Por Aldo Fornazieri*, no Jornal GGN

O ex-presidente Lula, segundo informações da imprensa, teria afirmado a interlocutores, em Brasília, na última semana, que não está “numa fase muito boa”, contrariando o seu rotineiro otimismo. O centro das preocupações de Lula teria quatro pontos: o andamento do governo Dilma; a operação Lava Jato; a delação premiada do presidente da UTC, Ricardo Pessoa, que teria se tornado amigo do petista e, por fim, temor de que o seu projeto político esteja se “esfarelando”.

Por razões óbvias, de fato, a fase de Lula não está boa e ele tem motivos de sobra para se preocupar. A alguns interlocutores petistas, Lula vem manifestando preocupações não só com o projeto político, mas também com o seu legado histórico. A preocupação faz todo o sentido, pois a má fortuna e os inimigos do ex-presidente agem para ruir o seu legado histórico.

Lula deixou o mandato presidencial ungido com uma avaliação positiva superior a 80% e com a perspectiva e freqüentar as páginas dos futuros livros de história como um grande estadista, uma espécie de herói do povo, realizador de grandes feitos. Mas aos poucos, o ex-presidente, tolhido pelas crises e escândalos, pelo fracasso do primeiro mandato do governo Dilma e pela deslegitimação do PT, vê o seu lugar olímpico na história sendo erodido e ameaçado por uma sucessão de eventos negativos.

Existem duas grandes tipologias de heróis – de líderes autênticos – na história, ambas vindas do poeta grego Homero. O objetivo do herói, do grande líder, é o de alcançar a glória imorredoura através dos seus grandes feitos. O primeiro tipo está na Ilíada e é representado por Aquiles. Neste tipo, o herói é alguém que produz grandes feitos ou pronuncia extraordinárias palavras e morre jovem, mas se torna imortal pela lembrança histórica dos acontecimentos que lhe conferiram a glória.

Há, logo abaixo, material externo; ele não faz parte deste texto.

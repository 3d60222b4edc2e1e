use serde::Deserialize;

// One row of the resource monitor log. Fields are positional in the file.
#[derive(Debug, Clone, Copy, PartialEq, Deserialize)]
pub struct ResourceSample {
    pub elapsed_secs: u64,
    pub cpu_percent: f64,
    pub ram_mb: f64,
}
// Copyright 2026 Sift Authors
//
// Licensed under the Apache License, Version 2.0 (the "License");
// you may not use this file except in compliance with the License.
// You may obtain a copy of the License at
//
//     http://www.apache.org/licenses/LICENSE-2.0
//
// Unless required by applicable law or agreed to in writing, software
// distributed under the License is distributed on an "AS IS" BASIS,
// WITHOUT WARRANTIES OR CONDITIONS OF ANY KIND, either express or implied.
// See the License for the specific language governing permissions and
// limitations under the License.

//! Wire types exchanged with the search service.

use std::collections::BTreeMap;
use std::fmt;

use serde::Deserialize;
use serde::Serialize;

/// Non-empty, trimmed query text.
#[derive(Debug, Clone, PartialEq, Eq, Serialize, Deserialize)]
#[serde(try_from = "String", into = "String")]
pub struct Query(String);

impl Query {
    /// Returns `None` when the trimmed input is empty.
    pub fn parse(raw: &str) -> Option<Self> {
        let trimmed = raw.trim();
        if trimmed.is_empty() {
            None
        } else {
            Some(Self(trimmed.to_string()))
        }
    }

    pub fn as_str(&self) -> &str {
        &self.0
    }
}

impl TryFrom<String> for Query {
    type Error = String;

    fn try_from(value: String) -> Result<Self, Self::Error> {
        Self::parse(&value).ok_or_else(|| "query must be a non-empty string".to_string())
    }
}

impl From<Query> for String {
    fn from(value: Query) -> Self {
        value.0
    }
}

impl fmt::Display for Query {
    fn fmt(&self, f: &mut fmt::Formatter<'_>) -> fmt::Result {
        f.write_str(&self.0)
    }
}

/// Positive result count.
#[derive(Debug, Clone, Copy, PartialEq, Eq, PartialOrd, Ord, Serialize, Deserialize)]
#[serde(try_from = "u32", into = "u32")]
pub struct TopK(u32);

impl TopK {
    pub fn new(value: u32) -> Option<Self> {
        (value > 0).then_some(Self(value))
    }

    pub fn get(self) -> u32 {
        self.0
    }
}

impl TryFrom<u32> for TopK {
    type Error = String;

    fn try_from(value: u32) -> Result<Self, Self::Error> {
        Self::new(value).ok_or_else(|| "top_k must be a positive integer".to_string())
    }
}

impl From<TopK> for u32 {
    fn from(value: TopK) -> Self {
        value.0
    }
}

impl fmt::Display for TopK {
    fn fmt(&self, f: &mut fmt::Formatter<'_>) -> fmt::Result {
        write!(f, "{}", self.0)
    }
}

#[derive(Debug, Clone, PartialEq, Eq, Serialize, Deserialize)]
pub struct SearchRequest {
    pub query: Query,
    pub top_k: TopK,
}

#[derive(Debug, Clone, PartialEq, Serialize, Deserialize)]
pub struct SearchHit {
    pub rank: u32,
    pub document_id: String,
    pub score: f64,
}

#[derive(Debug, Clone, PartialEq, Serialize, Deserialize)]
pub struct SearchResponse {
    #[serde(default)]
    pub query: String,
    #[serde(default)]
    pub count: usize,
    #[serde(default)]
    pub results: Vec<SearchHit>,
}

impl SearchResponse {
    pub fn is_empty(&self) -> bool {
        self.results.is_empty()
    }
}

/// Body of a non-success response.
#[derive(Debug, Clone, Default, Deserialize)]
pub struct ErrorBody {
    #[serde(default)]
    pub error: Option<String>,
}

#[derive(Debug, Clone, PartialEq, Eq, Serialize, Deserialize)]
pub struct HealthStatus {
    pub status: String,
    #[serde(default)]
    pub message: String,
    #[serde(default)]
    pub documents_loaded: u64,
}

impl HealthStatus {
    pub fn is_healthy(&self) -> bool {
        self.status == "healthy"
    }
}

#[derive(Debug, Clone, PartialEq, Eq, Serialize, Deserialize)]
pub struct ApiInfo {
    pub name: String,
    pub version: String,
    #[serde(default)]
    pub endpoints: BTreeMap<String, String>,
}

#[cfg(test)]
mod tests {
    use serde_json::json;

    use super::*;

    #[test]
    fn request_round_trips_through_wire_format() {
        let request = SearchRequest {
            query: Query::parse("  database systems ").expect("query"),
            top_k: TopK::new(5).expect("top_k"),
        };
        let wire = serde_json::to_string(&request).expect("encode");
        assert_eq!(wire, r#"{"query":"database systems","top_k":5}"#);
        let decoded: SearchRequest = serde_json::from_str(&wire).expect("decode");
        assert_eq!(decoded, request);
    }

    #[test]
    fn request_rejects_empty_query_and_zero_top_k() {
        let err = serde_json::from_value::<SearchRequest>(json!({"query": "   ", "top_k": 3}));
        assert!(err.is_err());
        let err = serde_json::from_value::<SearchRequest>(json!({"query": "x", "top_k": 0}));
        assert!(err.is_err());
    }

    #[test]
    fn response_without_results_decodes_empty() {
        let resp: SearchResponse =
            serde_json::from_value(json!({"query": "q", "count": 0})).expect("decode");
        assert!(resp.is_empty());
    }

    #[test]
    fn response_preserves_result_order() {
        let resp: SearchResponse = serde_json::from_value(json!({
            "query": "q",
            "count": 2,
            "results": [
                {"rank": 1, "document_id": "b", "score": 0.9},
                {"rank": 2, "document_id": "a", "score": 0.4}
            ]
        }))
        .expect("decode");
        let ids: Vec<&str> = resp.results.iter().map(|h| h.document_id.as_str()).collect();
        assert_eq!(ids, vec!["b", "a"]);
    }

    #[test]
    fn health_reports_unhealthy_status() {
        let health: HealthStatus = serde_json::from_value(json!({
            "status": "unhealthy",
            "message": "Index not loaded",
            "documents_loaded": 0
        }))
        .expect("decode");
        assert!(!health.is_healthy());
    }
}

O segundo tipo está na Odisséia e é representado por Ulisses. Ao contrário da ousadia e da ação desmedida de Aquiles, a ação de Ulisses se caracteriza pela astúcia, pelo ardil e pela prudência. Enfrenta as maiores tribulações e os maiores perigos, mas no final das contas, envelhecido, triunfa, retornando à sua Ítaca e à sua amada Penélope.

Lula estava mais para a tipologia de Ulisses do que a de Aquiles. Hannah Arendt chama a atenção para o fato de que há um enorme risco nesse segundo tipo de construção heróica do líder. Trata-se do fato de que a vida e o tempo têm um caráter corrosivo, problema enfatizado por Maquiavel. Ou seja: se o líder cessa de lutar pelas suas posições, se não repõe de forma permanente a sua atividade extraordinária capaz de produzir feitos memoráveis e gloriosos, inevitavelmente, os seus primeiros feitos sofrem uma espécie de ruína. Se Ulisses não tivesse enfrentando mares, tormentas, gigantes, deusas, sereias, monstros, o seu feito engenhoso com a construção do Cavalo de Tróia teria sido um acontecimento menor e suscetível de esquecimento no tempo.

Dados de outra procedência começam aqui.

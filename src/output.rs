// Copyright 2026 Sift Authors
//
// Licensed under the Apache License, Version 2.0 (the "License");
// you may not use this file except in compliance with the License.
// You may obtain a copy of the License at
//
//     http://www.apache.org/licenses/LICENSE-2.0
//
// Unless required by applicable law or agreed to in writing, software
// distributed under the License is distributed on an "AS IS" BASIS,
// WITHOUT WARRANTIES OR CONDITIONS OF ANY KIND, either express or implied.
// See the License for the specific language governing permissions and
// limitations under the License.

use anyhow::Result;
use serde::Serialize;

use crate::model::ApiInfo;
use crate::model::HealthStatus;
use crate::model::TopK;
use crate::render::Card;
use crate::render::View;

#[derive(Debug, Clone, Serialize)]
pub struct QueryOut {
    pub text: String,
    /// Absent when the requested count was rejected.
    #[serde(skip_serializing_if = "Option::is_none")]
    pub top_k: Option<TopK>,
}

#[derive(Debug, Clone, Serialize)]
pub struct ErrorOut {
    pub code: String,
    pub message: String,
}

#[derive(Debug, Clone, Serialize, Default)]
pub struct JsonResponse {
    pub ok: bool,
    pub schema_version: String,
    #[serde(skip_serializing_if = "Option::is_none")]
    pub query: Option<QueryOut>,
    #[serde(skip_serializing_if = "Option::is_none")]
    pub count: Option<usize>,
    #[serde(skip_serializing_if = "Option::is_none")]
    pub count_label: Option<String>,
    #[serde(skip_serializing_if = "Option::is_none")]
    pub results: Option<Vec<Card>>,
    #[serde(skip_serializing_if = "Option::is_none")]
    pub health: Option<HealthStatus>,
    #[serde(skip_serializing_if = "Option::is_none")]
    pub info: Option<ApiInfo>,
    #[serde(skip_serializing_if = "Option::is_none")]
    pub error: Option<ErrorOut>,
}

impl JsonResponse {
    pub fn ok() -> Self {
        Self {
            ok: true,
            schema_version: "1".to_string(),
            ..Default::default()
        }
    }

    pub fn error(code: &str, message: &str) -> Self {
        Self {
            ok: false,
            schema_version: "1".to_string(),
            error: Some(ErrorOut {
                code: code.to_string(),
                message: message.to_string(),
            }),
            ..Default::default()
        }
    }

    pub fn from_view(view: &View) -> Self {
        match view {
            View::Results(results) => {
                let mut resp = Self::ok();
                resp.count = Some(results.count);
                resp.count_label = Some(results.count_label.clone());
                resp.results = Some(results.cards.clone());
                resp
            }
            View::Error(err) => Self::error(err.code, &err.message),
            View::Blank | View::Loading => Self::ok(),
        }
    }

    pub fn with_query(mut self, text: &str, top_k: Option<TopK>) -> Self {
        self.query = Some(QueryOut {
            text: text.to_string(),
            top_k,
        });
        self
    }

    pub fn with_health(mut self, health: HealthStatus) -> Self {
        self.health = Some(health);
        self
    }

    pub fn with_info(mut self, info: ApiInfo) -> Self {
        self.info = Some(info);
        self
    }
}

pub fn print_json(resp: &JsonResponse) -> Result<()> {
    let text = serde_json::to_string_pretty(resp)?;
    println!("{text}");
    Ok(())
}

#[cfg(test)]
mod tests {
    use serde_json::json;

    use super::*;
    use crate::error::SearchError;
    use crate::model::SearchHit;
    use crate::model::SearchResponse;
    use crate::render::render;
    use crate::state::UiState;

    #[test]
    fn results_view_serializes_cards() {
        let state = UiState::ShowingResults(SearchResponse {
            query: "q".to_string(),
            count: 1,
            results: vec![SearchHit {
                rank: 1,
                document_id: "doc42".to_string(),
                score: 0.8765,
            }],
        });
        let resp = JsonResponse::from_view(&render(&state)).with_query("q", TopK::new(3));
        let value = serde_json::to_value(&resp).expect("json");
        assert_eq!(
            value,
            json!({
                "ok": true,
                "schema_version": "1",
                "query": {"text": "q", "top_k": 3},
                "count": 1,
                "count_label": "1 result",
                "results": [{
                    "rank": 1,
                    "document_id": "doc42",
                    "score": 0.8765,
                    "score_label": "87.65%",
                    "tier": "primary"
                }]
            })
        );
    }

    #[test]
    fn error_view_serializes_code_and_message() {
        let state = UiState::ShowingError(SearchError::Application(
            "index unavailable".to_string(),
        ));
        let resp = JsonResponse::from_view(&render(&state)).with_query("q", None);
        let value = serde_json::to_value(&resp).expect("json");
        assert_eq!(
            value,
            json!({
                "ok": false,
                "schema_version": "1",
                "query": {"text": "q"},
                "error": {"code": "application", "message": "index unavailable"}
            })
        );
    }
}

Lula corre esse risco se se deixar abater pela crise e se permanecer na defensiva, permitindo que os seus inimigos, as circunstâncias da crise, o tempo e a fortuna erodam os seus feitos. Em política sempre é preciso pressupor que após a bonança vem a tempestade. O político prudente age com antecedência e com clarividência, prevenindo a fúria destruidora dos rios enraivecidos da fortuna. Não pode sentar-se sobre o que construiu e o que conquistou exatamente porque o tempo leva tudo à ruína.

Por que Lula deve agir

Tal como o PT, Lula se retraiu após as eleições de 2014 e o recrudescimento do escândalo da Petrobras. Enquanto o PT permanece num beco sem saída, Lula dá sinais de que retorna à atividade. Existem quatro razões centrais que determinam que Lula retome a atividade política de forma intensa, buscando evitar o “esfarelamento” do seu projeto político.

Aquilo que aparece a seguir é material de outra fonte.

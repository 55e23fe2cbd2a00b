// Copyright 2026 Sift Authors
//
// Licensed under the Apache License, Version 2.0 (the "License");
// you may not use this file except in compliance with the License.
// You may obtain a copy of the License at
//
//     http://www.apache.org/licenses/LICENSE-2.0
//
// Unless required by applicable law or agreed to in writing, software
// distributed under the License is distributed on an "AS IS" BASIS,
// WITHOUT WARRANTIES OR CONDITIONS OF ANY KIND, either express or implied.
// See the License for the specific language governing permissions and
// limitations under the License.

//! Search session state machine and the loading indicator.

use std::sync::Arc;
use std::sync::atomic::AtomicBool;
use std::sync::atomic::Ordering;

use crate::error::SearchError;
use crate::model::SearchResponse;

#[derive(Debug, Clone, PartialEq, Default)]
pub enum UiState {
    #[default]
    Idle,
    Loading,
    ShowingResults(SearchResponse),
    ShowingError(SearchError),
}

#[derive(Debug, Clone)]
pub enum Event {
    /// A valid request was dispatched.
    Submitted,
    /// Input failed validation; nothing was sent.
    Rejected(SearchError),
    /// The outstanding request finished.
    Settled(Result<SearchResponse, SearchError>),
    /// The user changed the query text.
    InputEdited,
    /// The user dismissed the current view.
    Cleared,
    /// The outstanding request was dropped before it finished.
    Abandoned,
}

impl UiState {
    pub fn apply(self, event: Event) -> UiState {
        match (self, event) {
            (_, Event::Submitted) => UiState::Loading,
            (_, Event::Rejected(err)) => UiState::ShowingError(err),
            (_, Event::Settled(Ok(response))) if response.is_empty() => {
                UiState::ShowingError(SearchError::EmptyResultSet)
            }
            (_, Event::Settled(Ok(response))) => UiState::ShowingResults(response),
            (_, Event::Settled(Err(err))) => UiState::ShowingError(err),
            // Results survive an edit; only the error view clears.
            (UiState::ShowingError(_), Event::InputEdited) => UiState::Idle,
            (UiState::ShowingError(_) | UiState::ShowingResults(_), Event::Cleared) => {
                UiState::Idle
            }
            (UiState::Loading, Event::Abandoned) => UiState::Idle,
            (state, Event::InputEdited | Event::Cleared | Event::Abandoned) => state,
        }
    }

    pub fn is_loading(&self) -> bool {
        matches!(self, UiState::Loading)
    }
}

/// Shared flag that is raised while a request is outstanding.
#[derive(Debug, Clone, Default)]
pub struct LoadingIndicator {
    active: Arc<AtomicBool>,
}

impl LoadingIndicator {
    pub fn new() -> Self {
        Self::default()
    }

    #[cfg(test)]
    pub fn is_active(&self) -> bool {
        self.active.load(Ordering::SeqCst)
    }

    /// Returns `None` when a request already holds the indicator.
    pub fn acquire(&self) -> Option<LoadingGuard> {
        self.active
            .compare_exchange(false, true, Ordering::SeqCst, Ordering::SeqCst)
            .ok()
            .map(|_| LoadingGuard {
                active: Arc::clone(&self.active),
            })
    }
}

/// Lowers the indicator when dropped.
#[derive(Debug)]
pub struct LoadingGuard {
    active: Arc<AtomicBool>,
}

impl Drop for LoadingGuard {
    fn drop(&mut self) {
        self.active.store(false, Ordering::SeqCst);
    }
}

/// An outstanding request. Holds the state cell in `Loading` together with
/// the indicator, and leaves both together: `settle` applies the outcome,
/// dropping it unsettled moves the state back to `Idle`.
#[derive(Debug)]
pub struct InFlight<'a> {
    state: &'a mut UiState,
    _guard: LoadingGuard,
}

impl<'a> InFlight<'a> {
    pub fn begin(state: &'a mut UiState, guard: LoadingGuard) -> Self {
        transition(state, Event::Submitted);
        Self {
            state,
            _guard: guard,
        }
    }

    pub fn settle(self, outcome: Result<SearchResponse, SearchError>) {
        transition(self.state, Event::Settled(outcome));
    }
}

impl Drop for InFlight<'_> {
    fn drop(&mut self) {
        if self.state.is_loading() {
            transition(self.state, Event::Abandoned);
        }
    }
}

/// Applies `event` to the state held in `cell`.
pub fn transition(cell: &mut UiState, event: Event) {
    let state = std::mem::take(cell);
    *cell = state.apply(event);
}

A primeira diz respeito a 2018. O enfraquecimento político de Dilma retirou-lhe a condição de se constituir em campo gravitacional de forças políticas com vistas a oferecer uma perspectiva futura de poder. A fraqueza do governo provoca um movimento dispersivo de forças, inclusive de forças governistas. Procuram-se alternativas mais atrativas ou até mesmo cogita-se a construção de um caminho próprio, como é o caso do PMDB. Lula precisa entrar no jogo exatamente para reverter essa tendência, criando um movimento no sentido contrário, reorganizando e aglutinando forças em torno de si, oferecendo uma perspectiva de poder com sua possível candidatura.

Mas Lula precisa parecer ser candidato sem confirmar que é. Se disser que é, verá um turbilhão de lava incandescente descer sobre si. Com a ambigüidade de mostrar ser candidato e não confirmar que é, terá mais liberdade de agir, de articular, de barganhar e de fazer o jogo da astúcia e do ardil. Terá cacife para atrair interlocutores, negociar, sugerir soluções para os problemas, barganhar, pois constituirá uma perspectiva de poder futuro, algo fundamental para jogar o jogo político.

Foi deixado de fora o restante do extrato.